_Source information_
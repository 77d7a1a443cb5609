//! This crate contains array-backed segment trees for answering aggregate queries over
//! intervals of a fixed-size array while the array is being modified.
//!
//! The [`LazySegmentTree`] data structure allows interval updates, point updates and
//! interval queries in logarithmic time. Interval updates add a delta to every element
//! in the interval and are stored lazily in the tree until a later call needs to look
//! below the node that received them.
//!
//! The [`SegmentTree`] data structure is the plain variant without interval updates.
//! It is the data structure traditionally used for the [range minimum query][1] problem.
//!
//! Both trees are parameterized by an operation from [`ops`]. The crate ships [`Add`],
//! [`Min`] and [`Max`] for every primitive number type, and the runtime selector
//! [`Aggregation`] for when the operation is only known at runtime.
//!
//! # Example
//!
//! ```
//! use lazy_segtree::{LazySegmentTree, ops::Min};
//!
//! let mut tree = LazySegmentTree::build(&[5, 1, 4, 2, 8], Min).unwrap();
//! tree.range_update(0, 4, -3);
//! assert_eq!(tree.range_query(0, 4), -2);
//! assert_eq!(tree.range_query(2, 4), -1);
//!
//! // bounds are clamped to the array
//! assert_eq!(tree.range_query(-10, 10), -2);
//! // and an empty interval yields the identity
//! assert_eq!(tree.range_query(5, 2), i32::MAX);
//! ```
//!
//! [1]: https://en.wikipedia.org/wiki/Range_minimum_query
//! [`Add`]: ops::Add
//! [`Min`]: ops::Min
//! [`Max`]: ops::Max
//! [`Aggregation`]: ops::Aggregation
#![cfg_attr(docsrs, feature(doc_auto_cfg))]
#![cfg_attr(not(feature = "std"), no_std)]
#![deny(nonstandard_style, missing_docs)]
#![forbid(unsafe_code)]

#[cfg(not(feature = "std"))]
extern crate alloc;

/// Error type returned by fallible tree operations
pub mod error;
/// Module of operations that can be performed in a segment tree
pub mod ops;

mod lazy;
mod point;
mod range;

pub use error::Error;
pub use lazy::LazySegmentTree;
pub use point::SegmentTree;
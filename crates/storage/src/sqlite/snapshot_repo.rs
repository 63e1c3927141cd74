use exam_core::model::{SessionId, SessionSnapshot};
use sqlx::Row;

use super::SqliteRepository;
use super::mapping::{conn, ser};
use crate::repository::{SnapshotRepository, StorageError};

#[async_trait::async_trait]
impl SnapshotRepository for SqliteRepository {
    async fn save_snapshot(
        &self,
        session_id: SessionId,
        snapshot: &SessionSnapshot,
    ) -> Result<(), StorageError> {
        let payload = serde_json::to_string(snapshot).map_err(ser)?;

        sqlx::query(
            r"
                INSERT INTO session_snapshots (session_id, snapshot, saved_at)
                VALUES (?1, ?2, ?3)
                ON CONFLICT(session_id) DO UPDATE SET
                    snapshot = excluded.snapshot,
                    saved_at = excluded.saved_at
            ",
        )
        .bind(session_id.to_string())
        .bind(payload)
        .bind(snapshot.timestamp)
        .execute(&self.pool)
        .await
        .map_err(conn)?;

        Ok(())
    }

    async fn load_snapshot(
        &self,
        session_id: SessionId,
    ) -> Result<Option<SessionSnapshot>, StorageError> {
        let row = sqlx::query("SELECT snapshot FROM session_snapshots WHERE session_id = ?1")
            .bind(session_id.to_string())
            .fetch_optional(&self.pool)
            .await
            .map_err(conn)?;

        let Some(row) = row else {
            return Ok(None);
        };
        let payload: String = row.try_get("snapshot").map_err(ser)?;
        serde_json::from_str(&payload).map(Some).map_err(ser)
    }

    async fn delete_snapshot(&self, session_id: SessionId) -> Result<(), StorageError> {
        sqlx::query("DELETE FROM session_snapshots WHERE session_id = ?1")
            .bind(session_id.to_string())
            .execute(&self.pool)
            .await
            .map_err(conn)?;
        Ok(())
    }
}
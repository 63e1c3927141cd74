#![forbid(unsafe_code)]

pub mod error;
pub mod sessions;

pub use exam_core::Clock;

pub use error::SessionError;

pub use sessions::{
    CompletionListener, FinishOutcome, FinishPolicy, Navigation, SessionLoopService,
    SessionProgress, SessionService, Submission, TickReport,
};
//! The `exam status` command: progress of a saved session.

use std::path::Path;

use anyhow::{Context, Result, bail};
use exam_core::model::SessionId;
use serde_json::json;
use services::{Clock, SessionLoopService};
use storage::bank::QuestionBank;

use crate::config::AppConfig;
use crate::db::{DEFAULT_DB_URL, normalize_sqlite_url, open_storage};

pub async fn execute(
    config: &AppConfig,
    bank: &Path,
    session_id: SessionId,
    db: Option<&str>,
) -> Result<()> {
    let url = config
        .database_url(db)
        .unwrap_or_else(|| normalize_sqlite_url(DEFAULT_DB_URL));
    let storage = open_storage(&url).await?;

    let Some(snapshot) = storage.snapshots.load_snapshot(session_id).await? else {
        bail!("no saved session {session_id}");
    };
    let questions = QuestionBank::from_path(bank)
        .with_context(|| format!("loading question bank {}", bank.display()))?;

    let workflow = SessionLoopService::from_storage(Clock::default_clock(), &storage);
    let session = workflow
        .start_session(questions, config.session.clone(), Some(session_id))
        .await?;
    let progress = session.progress();

    let report = json!({
        "session": session_id.to_string(),
        "saved_at": snapshot.timestamp,
        "total": progress.total,
        "answered": progress.answered,
        "submitted": progress.submitted,
        "marked": progress.marked,
        "current": progress.current,
        "remaining_secs": snapshot.remaining_secs,
    });
    println!("{}", serde_json::to_string_pretty(&report)?);
    Ok(())
}
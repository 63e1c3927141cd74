//! The `exam grade` command: run a headless session from an answers file.

use std::path::{Path, PathBuf};

use anyhow::{Context, Result, bail};
use exam_core::model::{AnswerValue, SessionId, SessionMode};
use serde::Deserialize;
use services::{Clock, FinishOutcome, FinishPolicy, Navigation, SessionLoopService, SessionService};
use storage::bank::QuestionBank;
use storage::repository::Storage;
use tracing::info;

use crate::config::AppConfig;
use crate::db::open_storage;

/// One line of an answers file.
#[derive(Debug, Clone, Deserialize)]
pub struct AnswerEntry {
    pub index: usize,
    pub answer: AnswerValue,
}

pub struct GradeArgs {
    pub bank: PathBuf,
    pub answers: PathBuf,
    pub mode: Option<SessionMode>,
    pub db: Option<String>,
    pub resume: Option<SessionId>,
    pub save: bool,
}

pub fn load_answers(path: &Path) -> Result<Vec<AnswerEntry>> {
    let raw = std::fs::read_to_string(path)
        .with_context(|| format!("reading answers {}", path.display()))?;
    let mut entries: Vec<AnswerEntry> = serde_json::from_str(&raw)
        .with_context(|| format!("parsing answers {}", path.display()))?;
    entries.sort_by_key(|entry| entry.index);
    Ok(entries)
}

pub async fn execute(config: &AppConfig, args: GradeArgs) -> Result<()> {
    let questions = QuestionBank::from_path(&args.bank)
        .with_context(|| format!("loading question bank {}", args.bank.display()))?;
    let entries = load_answers(&args.answers)?;

    let mut session_config = config.session.clone();
    if let Some(mode) = args.mode {
        session_config.mode = mode;
    }

    let storage = match config.database_url(args.db.as_deref()) {
        Some(url) => open_storage(&url).await?,
        None => {
            if args.save || args.resume.is_some() {
                bail!("--save and --resume need a database (--db, EXAM_DB_URL or exam.toml)");
            }
            Storage::in_memory()
        }
    };
    let workflow = SessionLoopService::from_storage(Clock::default_clock(), &storage);

    let mut session = workflow
        .start_session(questions, session_config, args.resume)
        .await?;
    apply_answers(&mut session, &entries)?;

    if args.save {
        workflow.save(&session).await?;
        info!(session = %session.id(), "progress saved");
        println!("{}", session.id());
        return Ok(());
    }

    match workflow.finish(&mut session, FinishPolicy::Force).await? {
        FinishOutcome::Completed(result) => {
            println!("{}", serde_json::to_string_pretty(&result)?);
            Ok(())
        }
        FinishOutcome::ConfirmationRequired { unanswered } => {
            bail!("session not finished: {unanswered} unanswered question(s)")
        }
    }
}

/// Feed answers into the session. Practice mode submits each answer as it goes.
pub fn apply_answers(session: &mut SessionService, entries: &[AnswerEntry]) -> Result<()> {
    for entry in entries {
        if session.mode() == SessionMode::Assessment {
            session
                .answer(entry.index, entry.answer.clone())
                .with_context(|| format!("answer {}", entry.index))?;
            continue;
        }

        if let Navigation::Denied(denied) = session.jump_to(entry.index)? {
            bail!("answer {}: {denied}", entry.index);
        }
        session
            .answer(entry.index, entry.answer.clone())
            .with_context(|| format!("answer {}", entry.index))?;
        session.submit_current()?;
    }
    Ok(())
}
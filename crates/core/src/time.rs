//! Wall-clock access for sessions. Tests pin time with [`fixed_clock`].

use chrono::{DateTime, Duration, Utc};

/// Source of "now" for session timestamps and elapsed-time accounting.
#[derive(Debug, Clone, Copy, Default)]
pub enum Clock {
    #[default]
    System,
    Fixed(DateTime<Utc>),
}

impl Clock {
    /// System time.
    #[must_use]
    pub fn default_clock() -> Self {
        Self::System
    }

    #[must_use]
    pub fn fixed(at: DateTime<Utc>) -> Self {
        Self::Fixed(at)
    }

    #[must_use]
    pub fn now(&self) -> DateTime<Utc> {
        match self {
            Clock::System => Utc::now(),
            Clock::Fixed(at) => *at,
        }
    }

    /// Move a fixed clock forward. A system clock ignores this.
    pub fn advance(&mut self, delta: Duration) {
        if let Clock::Fixed(at) = self {
            *at += delta;
        }
    }
}

/// Whole seconds from `since` to `until`; 0 when `until` is earlier.
#[must_use]
pub fn elapsed_secs(since: DateTime<Utc>, until: DateTime<Utc>) -> u64 {
    u64::try_from(until.signed_duration_since(since).num_seconds()).unwrap_or(0)
}

/// 2023-11-14T22:13:20Z.
pub const FIXED_TEST_TIMESTAMP: i64 = 1_700_000_000;

/// The instant every fixed clock in tests starts from.
///
/// # Panics
///
/// Panics if the fixed timestamp cannot be represented.
#[must_use]
pub fn fixed_now() -> DateTime<Utc> {
    DateTime::<Utc>::from_timestamp(FIXED_TEST_TIMESTAMP, 0)
        .expect("fixed timestamp should be valid")
}

#[must_use]
pub fn fixed_clock() -> Clock {
    Clock::fixed(fixed_now())
}

#[cfg(test)]
mod tests {
    use super::*;

    #[test]
    fn fixed_clock_advances() {
        let mut clock = fixed_clock();
        clock.advance(Duration::seconds(90));
        assert_eq!(elapsed_secs(fixed_now(), clock.now()), 90);
    }

    #[test]
    fn system_clock_ignores_advance() {
        let mut clock = Clock::default_clock();
        let before = clock.now();
        clock.advance(Duration::days(1));
        assert!(clock.now() - before < Duration::hours(1));
    }

    #[test]
    fn elapsed_is_clamped_for_backdated_instants() {
        let now = fixed_now();
        assert_eq!(elapsed_secs(now, now - Duration::seconds(5)), 0);
    }
}
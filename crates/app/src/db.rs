//! SQLite URL handling for the binary. Kept here so core and services stay pure.

use std::path::{Path, PathBuf};

use anyhow::{Context, Result, bail};
use storage::repository::Storage;
use tracing::debug;

pub const DEFAULT_DB_URL: &str = "sqlite://exam.sqlite3";

/// Turn `sqlite:relative.db` or a bare path into an absolute `sqlite://` URL.
pub fn normalize_sqlite_url(raw: &str) -> String {
    let trimmed = raw.trim();
    if trimmed == "sqlite::memory:" || trimmed.starts_with("sqlite://") {
        return trimmed.to_string();
    }

    let path_str = trimmed.strip_prefix("sqlite:").unwrap_or(trimmed);
    let path = Path::new(path_str);
    let absolute = if path.is_absolute() {
        path.to_path_buf()
    } else {
        std::env::current_dir()
            .unwrap_or_else(|_| PathBuf::from("."))
            .join(path)
    };
    format!("sqlite://{}", absolute.display())
}

/// Create the database file (and parent directories) so `SQLite` can open it.
pub fn prepare_sqlite_file(db_url: &str) -> Result<()> {
    if db_url == "sqlite::memory:" {
        return Ok(());
    }

    let Some(path) = db_url.strip_prefix("sqlite://") else {
        bail!("invalid database url: {db_url}");
    };
    let path = path.split('?').next().unwrap_or(path);
    if path.is_empty() {
        bail!("invalid database url: {db_url}");
    }

    let path = Path::new(path);
    if let Some(parent) = path.parent() {
        std::fs::create_dir_all(parent)
            .with_context(|| format!("creating {}", parent.display()))?;
    }
    if !path.exists() {
        std::fs::OpenOptions::new()
            .create(true)
            .write(true)
            .truncate(false)
            .open(path)
            .with_context(|| format!("creating {}", path.display()))?;
    }
    Ok(())
}

/// Open and migrate `SQLite` storage.
pub async fn open_storage(db_url: &str) -> Result<Storage> {
    prepare_sqlite_file(db_url)?;
    debug!(db_url, "opening storage");
    Storage::sqlite(db_url)
        .await
        .with_context(|| format!("opening database {db_url}"))
}

#[cfg(test)]
mod tests {
    use super::*;

    #[test]
    fn normalize_keeps_full_urls() {
        assert_eq!(normalize_sqlite_url("sqlite::memory:"), "sqlite::memory:");
        assert_eq!(
            normalize_sqlite_url(" sqlite:///tmp/exam.db "),
            "sqlite:///tmp/exam.db"
        );
    }

    #[test]
    fn normalize_makes_paths_absolute() {
        let url = normalize_sqlite_url("sqlite:data/exam.db");
        assert!(url.starts_with("sqlite:///"));
        assert!(url.ends_with("data/exam.db"));
    }

    #[test]
    fn prepare_creates_missing_file() {
        let dir = tempfile::tempdir().unwrap();
        let path = dir.path().join("nested/exam.db");
        let url = format!("sqlite://{}", path.display());
        prepare_sqlite_file(&url).unwrap();
        assert!(path.exists());
        assert!(prepare_sqlite_file("sqlite://").is_err());
    }
}
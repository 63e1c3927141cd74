#![forbid(unsafe_code)]

pub mod bank;
pub mod repository;
pub mod sqlite;

pub use bank::{QuestionBank, QuestionBankError, QuestionRecord};
pub use repository::{
    InMemoryRepository, ResultRepository, ResultRow, SnapshotRepository, Storage, StorageError,
};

_What to produce_
In the listing above, find each line with the word "model" and copy it out.

_Response_
use exam_core::model::{SessionId, SessionSnapshot};
use exam_core::model::SessionId;
use exam_core::model::{AnswerValue, SessionId, SessionMode};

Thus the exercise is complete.